Syntheses, crystal structures, in vitro antitumor and free radical scavenging activity evaluation of a series of 2-substituted thiophenes

A series of thiazole, pyridine and benzylidene derivatives derived from thiophene scaffold have been synthesized. The antitumor evaluation of the newly synthesized products against four cancer cell lines, namely breast carcinoma (MCF-7), liver carcinoma (HepG2), colon carcinoma (HCT-116) and prostate carcinoma (PC3), indicated that the thiazole derivative 11b showed remarkable activity against all cell lines with LC50 values of 18.3, 2.5, 7.5 and 7.6 µM, respectively. Cytotoxicity toward normal cell lines was also investigated and indicated that compound 21c displayed remarkable potency against PC3 with LC50 values of 7.1 µM and showed weak inhibition of normal cell lines at (GI %) of 41.2 % and thus could be considered as an important lead compound for potential application in anticancer chemotherapy.

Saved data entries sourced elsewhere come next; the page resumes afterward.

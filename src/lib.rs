// structview - CMS structure tree viewer
//
// Library half of the binary: the structure core plus the client, config,
// logging, CLI handlers and TUI that drive it.

pub mod cli;
pub mod client;
pub mod config;
pub mod logging;
pub mod structure;
pub mod tui;
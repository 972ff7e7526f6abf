//! System clipboard access via `arboard`
//!
//! The clipboard handle is created per copy so nothing is held open between
//! key presses.

use anyhow::{Context, Result};
use arboard::Clipboard;

/// Copy text to the system clipboard
///
/// Fails when there is no display server (headless Linux) or access is denied.
pub fn copy_to_clipboard(text: &str) -> Result<()> {
    let mut clipboard = Clipboard::new().context("Failed to access clipboard")?;
    clipboard
        .set_text(text)
        .context("Failed to set clipboard text")?;
    Ok(())
}

/// Copy and describe the outcome as a toast message
pub fn copy_with_feedback(text: &str, what: &str) -> String {
    match copy_to_clipboard(text) {
        Ok(()) => format!("✓ Copied {} to clipboard", what),
        Err(e) => {
            tracing::warn!("Clipboard copy failed: {:#}", e);
            "✗ Failed to copy".to_string()
        }
    }
}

Brine shrimp lethality assay of the most active compounds was carried out to detect possible cytotoxicity effects and indicated that highly active compound, 21c, is not harmful. The X-ray crystallographic analysis of compounds 3 and 11b was obtained thus establishing with certainty the proposed structures in this work. The synthesized compounds were also screened for their free radical scavenging activity. Hydrazino–thiazole derivatives 15 and 16 showed remarkable antioxidant activity with IC50 values of 60.9 and 61.9 μg ml−1, respectively.